As we were escorted through the dark room and up a staircase with brass ship rails to an even darker corner, she was greeted by a chorus of respect.
“Good morning, Ms. Clare.”
“Nice to have you with us again, Ms. Clare.”
“Your usual booth, Ms. Clare?”
“Royalty,” I sniffed. “For a Kerry person too.”
“Just goes to show you,” she chuckled. “The Big Change at work!”
Her b
ooth, black leather against a straight back and overlooking the Lake Michigan and Oak Street Beach (through a tiny window) was in a corner of the Cape Cod room, almost a private alcove.
“Nice for assignations,” I said as we sat down.
“That’s not what we’re having.”
“Maybe not today.”
She sniffed. “Maybe not ever.”
“Maybe.”
“I notice,” she tried to change the subject, “that you’re wearing your blue ribbon.”
“Huh?” I pretended to glance at the little blue pin with the white stars. “Oh yeah, it intimidates faculty.”
“You’re ready to acknowledge that you are a hero?”
“A sort of hero, Jane. An accidental hero maybe. It’s part of my life, I guess.”
“I’m glad you finally see that…must you continue to look at me that way?” she demanded after we had ordered our iced tea, bookbinder soup, and Crab Maryland.
“What way?”
“You know what way.”
“Tell me.”
“Like you’re taking off my clothes. It embarrasses me.”
“That’s the way men tend to look at women like you. It’s programmed into the species.”
“I understand that.

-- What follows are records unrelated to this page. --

// This Source Code Form is subject to the terms of the Mozilla Public
// License, v. 2.0. If a copy of the MPL was not distributed with this
// file, You can obtain one at http://mozilla.org/MPL/2.0/.

//! Where frames go once they are rendered.

use image::png::PNGEncoder;
use image::ColorType;
use std::fs::{self, File};
use std::io::{self, BufWriter, Write};
use std::path::{Path, PathBuf};

use errors::ZoomError;
use frame::FrameBuffer;

/// The identifier of frame `index`: five zero-padded digits, so that
/// the frames of a zoom sort in order.
pub fn frame_name(index: usize) -> String {
    format!("{:05}", index)
}

/// The file name frame `index` is written to.
pub fn frame_file_name(index: usize) -> String {
    format!("frame_{}.png", frame_name(index))
}

/// Receives rendered frames, in order.  An error stops the zoom; no
/// further frames are rendered or offered.
pub trait FrameSink {
    /// Persist one frame.
    fn write_frame(&mut self, index: usize, frame: &FrameBuffer) -> Result<(), ZoomError>;
}

/// Writes each frame as an RGBA PNG into a directory.
#[derive(Debug)]
pub struct PngDirectory {
    dir: PathBuf,
}

impl PngDirectory {
    /// Uses `dir` for output, creating it if it does not exist.
    pub fn new<P: AsRef<Path>>(dir: P) -> Result<PngDirectory, ZoomError> {
        let dir = dir.as_ref().to_path_buf();
        fs::create_dir_all(&dir)?;
        Ok(PngDirectory { dir })
    }

    /// The full path frame `index` is written to.
    pub fn path_for(&self, index: usize) -> PathBuf {
        self.dir.join(frame_file_name(index))
    }

    fn encode(&self, path: &Path, frame: &FrameBuffer) -> Result<(), io::Error> {
        let mut output = BufWriter::new(File::create(path)?);
        PNGEncoder::new(&mut output).encode(
            frame.as_bytes(),
            frame.width() as u32,
            frame.height() as u32,
            ColorType::RGBA(8),
        )?;
        output.flush()
    }
}

impl FrameSink for PngDirectory {
    fn write_frame(&mut self, index: usize, frame: &FrameBuffer) -> Result<(), ZoomError> {
        let path = self.path_for(index);
        debug!("writing {}", path.display());
        self.encode(&path, frame)
            .map_err(|cause| ZoomError::Encoding { index, cause })
    }
}

/// Keeps frames in memory, optionally failing on a chosen frame.
#[cfg(test)]
#[derive(Debug, Default)]
pub struct MemorySink {
    /// Frames written so far, with their indexes.
    pub frames: Vec<(usize, FrameBuffer)>,
    /// Frame to refuse with an encoding error.
    pub fail_at: Option<usize>,
}

#[cfg(test)]
impl FrameSink for MemorySink {
    fn write_frame(&mut self, index: usize, frame: &FrameBuffer) -> Result<(), ZoomError> {
        if self.fail_at == Some(index) {
            return Err(ZoomError::Encoding {
                index,
                cause: io::Error::new(io::ErrorKind::Other, "refused"),
            });
        }
        self.frames.push((index, frame.clone()));
        Ok(())
    }
}
// This Source Code Form is subject to the terms of the Mozilla Public
// License, v. 2.0. If a copy of the MPL was not distributed with this
// file, You can obtain one at http://mozilla.org/MPL/2.0/.

//! The escape-time evaluator.  Everything else in the crate exists to
//! call this function a great many times.

/// The squared radius beyond which an orbit counts as escaped.  Not
/// 4.0: existing renders were made against this value and changing it
/// changes pixels along the boundary.
pub const ESCAPE_RADIUS_SQUARED: f64 = 4.001;

/// Iterates `z = z² + c` from `z = 0` for the point `c = cr + ci·i`
/// and returns the number of iterations completed before `|z|²`
/// reached the escape radius, or `limit` if it never did.
///
/// The squares of both components are carried between iterations so
/// each step costs three multiplications instead of five.
#[inline]
pub fn escape_time(cr: f64, ci: f64, limit: u32) -> u32 {
    let (mut zr, mut zi) = (0.0_f64, 0.0_f64);
    let (mut zr2, mut zi2) = (0.0_f64, 0.0_f64);
    let mut count = 0;
    while count < limit && zr2 + zi2 < ESCAPE_RADIUS_SQUARED {
        zi = 2.0 * zr * zi + ci;
        zr = zr2 - zi2 + cr;
        zr2 = zr * zr;
        zi2 = zi * zi;
        count += 1;
    }
    count
}

#[cfg(test)]
mod tests {
    use super::*;

    #[test]
    fn origin_never_escapes() {
        for limit in &[1, 2, 17, 1000, 16000] {
            assert_eq!(escape_time(0.0, 0.0, *limit), *limit);
        }
    }

    #[test]
    fn main_cardioid_point_reaches_the_limit() {
        assert_eq!(escape_time(-0.5, 0.0, 16000), 16000);
    }

    #[test]
    fn boundary_uses_the_widened_radius() {
        // z1 = 2 gives |z|² = 4.0, which is still inside 4.001.
        assert_eq!(escape_time(2.0, 0.0, 16000), 2);
        assert_eq!(escape_time(2.1, 0.0, 16000), 1);
        assert_eq!(escape_time(0.0, 2.001, 16000), 1);
    }

    #[test]
    fn far_points_escape_after_one_iteration() {
        assert_eq!(escape_time(10.0, -10.0, 16000), 1);
        assert_eq!(escape_time(-3.0, 0.0, 5), 1);
    }

    #[test]
    fn count_never_exceeds_limit() {
        let limit = 64;
        let mut re = -2.5;
        while re < 1.5 {
            let mut im = -1.5;
            while im < 1.5 {
                let count = escape_time(re, im, limit);
                assert!(count <= limit);
                im += 0.0625;
            }
            re += 0.0625;
        }
    }

    #[test]
    fn period_two_bulb_stays_bounded() {
        assert_eq!(escape_time(-1.0, 0.0, 5000), 5000);
    }

    #[test]
    fn escape_matches_a_direct_orbit() {
        // c = 0.5 escapes on its fifth iterate: 0.5, 0.75, 1.0625, 1.6289, 3.153
        assert_eq!(escape_time(0.5, 0.0, 100), 5);
    }
}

But you make it too obvious,” she was talking herself into discomfiture, though of a mild variety.
“I told you that I would rather have you for lunch than bookbinder soup. I now amend that to read I would rather have you for lunch than bookbinder soup and Crab Maryland.”
“Well, you’d better be content with your soup and your crab.”
“I will. For today.”
“Forever.”
“I intend to have you, Jane my dear, before the summer is over.”
She stiffened as though she were angry. “Is that a warning or a threat?”
“I would never dare threaten you, it’s a statement of fact.”
“I told you that I didn’t want a man in my life.”
Now she was no longer half fun and full earnest as the Irish would say. She was all earnest.
“I know.” I paused while the waiter delivered our iced tea—with the lemon in a net bag—this was, after all, the Drake. “But because you’re so desirable and so smart and so much fun, men will pursue you and eventually out of loneliness and maybe a little desire of your own, you’ll select someone. I lost out last time through no fault of my own. I don’t intend to lose this time.”